Disease Taxonomy And Leading Pathology Model
- Alzheimer's disease is a form of dementia rather than a condition separate from dementia.
- Tau and beta-amyloid pathology is typically hard to detect with MRI and is often only observable post-mortem, though research is working on detecting it in living people.
- A leading explanation for dementia involves abnormal buildup of tau proteins or beta-amyloid plaques that impair brain function.
Risk Model: Genetics, Vascular/Metabolic Vulnerability, And Vascular Mimics
- Cardiovascular and metabolic factors that damage blood vessels (including hypertension, diabetes, high cholesterol, and smoking) increase dementia risk by making the brain more vulnerable.
- Genetics can predispose someone to dementia risk, and carrying the APOE e4 variant increases likelihood of Alzheimer's disease but does not guarantee dementia.

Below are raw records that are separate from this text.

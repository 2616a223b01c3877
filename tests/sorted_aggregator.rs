// Copyright 2026 DagFlow Authors
//
// Licensed under the Apache License, Version 2.0 (the "License");
// you may not use this file except in compliance with the License.
// You may obtain a copy of the License at
//
//     http://www.apache.org/licenses/LICENSE-2.0
//
// Unless required by applicable law or agreed to in writing, software
// distributed under the License is distributed on an "AS IS" BASIS,
// WITHOUT WARRANTIES OR CONDITIONS OF ANY KIND, either express or implied.
// See the License for the specific language governing permissions and
// limitations under the License.

//! End-to-end coverage of the sorted aggregator's testable properties and
//! concrete scenarios. Scenario sizes are scaled down from what a production
//! workload might see (millions of records) to keep the suite fast; each
//! still exercises the exact same logical property at scale.

use dagflow::{byte_comparator, int_sum_accumulator, SortOrder, SortedAggregator, StoreConfig};
use pretty_assertions::assert_eq;

/// Decimal string keys "1".."2000" inserted in reverse; expect ascending
/// lexicographic order and exactly N items.
#[test]
fn s1_reverse_inserted_string_keys_come_out_ascending() {
    const N: u32 = 2000;
    let mut agg = SortedAggregator::new(StoreConfig::default(), byte_comparator(), None);
    for i in (1..=N).rev() {
        assert!(agg.accept(i.to_string().as_bytes(), b"v"));
    }
    while !agg.sort() {}

    let keys: Vec<String> = agg
        .cursor()
        .map(|(k, _)| String::from_utf8(k.to_vec()).unwrap())
        .collect();
    assert_eq!(keys.len(), N as usize);
    for pair in keys.windows(2) {
        assert!(pair[0].as_str() <= pair[1].as_str(), "{:?} not <= {:?}", pair[0], pair[1]);
    }
}

/// `K` keys x `V` distinct values per key, no accumulator: the cursor yields
/// `K * V` pairs, and every key's `V` entries are contiguous with insertion
/// order preserved within each key.
#[test]
fn s2_duplicate_keys_stay_contiguous_and_in_insertion_order() {
    const K: u32 = 500;
    const V: u32 = 10;
    let mut agg = SortedAggregator::new(StoreConfig::default(), byte_comparator(), None);
    for key in 0..K {
        for v in 0..V {
            let k = format!("{key:05}");
            let val = v.to_be_bytes();
            assert!(agg.accept(k.as_bytes(), &val));
        }
    }
    while !agg.sort() {}

    let pairs: Vec<(String, u32)> = agg
        .cursor()
        .map(|(k, v)| (String::from_utf8(k.to_vec()).unwrap(), u32::from_be_bytes(v.try_into().unwrap())))
        .collect();
    assert_eq!(pairs.len(), (K * V) as usize);

    let mut i = 0;
    while i < pairs.len() {
        let key = pairs[i].0.clone();
        let group = &pairs[i..i + V as usize];
        assert!(group.iter().all(|(k, _)| *k == key), "group for {key} not contiguous");
        let values: Vec<u32> = group.iter().map(|(_, v)| *v).collect();
        assert_eq!(values, (0..V).collect::<Vec<_>>(), "insertion order not preserved for key {key}");
        i += V as usize;
    }
}

/// `K` keys x `V` insertions of value 1 with `IntSumAccumulator`: the cursor
/// yields exactly `K` pairs, each valued `V`.
#[test]
fn s3_int_sum_accumulator_collapses_every_key_to_its_count() {
    const K: u32 = 500;
    const V: i32 = 10;
    let mut agg = SortedAggregator::new(StoreConfig::default(), byte_comparator(), Some(int_sum_accumulator()));
    for key in 0..K {
        for _ in 0..V {
            let k = format!("{key:05}");
            assert!(agg.accept(k.as_bytes(), &1i32.to_be_bytes()));
        }
    }
    while !agg.sort() {}

    let pairs: Vec<(String, i32)> = agg
        .cursor()
        .map(|(k, v)| (String::from_utf8(k.to_vec()).unwrap(), i32::from_be_bytes(v.try_into().unwrap())))
        .collect();
    assert_eq!(pairs.len(), K as usize);
    for (_, value) in &pairs {
        assert_eq!(*value, V);
    }
}

/// Descending sort order: adjacent emitted keys satisfy `cmp(prev, next) >=
/// 0`.
#[test]
fn descending_order_is_monotonic() {
    let config = StoreConfig::default().with_sort_order(SortOrder::Desc);
    let mut agg = SortedAggregator::new(config, byte_comparator(), None);
    for i in 0..300u32 {
        assert!(agg.accept(format!("{i:05}").as_bytes(), b"v"));
    }
    while !agg.sort() {}

    let keys: Vec<String> = agg
        .cursor()
        .map(|(k, _)| String::from_utf8(k.to_vec()).unwrap())
        .collect();
    for pair in keys.windows(2) {
        assert!(pair[0].as_str() >= pair[1].as_str());
    }
}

- Small ischemic events such as transient ischemic attacks can damage brain networks and present with dementia-like impairment even if not classic dementia.
Unknowns
- What are the validated, up-to-date age-stratified prevalence and incidence rates for MCI and dementia in the specific populations of interest (including uncertainty ranges and definitions used)?
- What proportion of people with MCI progress to dementia, over what time horizons, and how does this vary by etiology and risk profile?
- Which in-vivo biomarkers or imaging methods can reliably detect tau and beta-amyloid pathology, with what accuracy and operational feasibility, and what evidence supports clinical adoption?
- What are the effect sizes and dose-response relationships for the listed modifiable protective factors (exercise, sleep, diet, social connection, mental stimulation, hearing protection) on dementia risk and cognitive trajectories?
- How much dementia risk reduction is attributable to controlling vascular/metabolic factors (blood pressure, diabetes, cholesterol, smoking) in real-world cohorts, and which subgroups benefit most?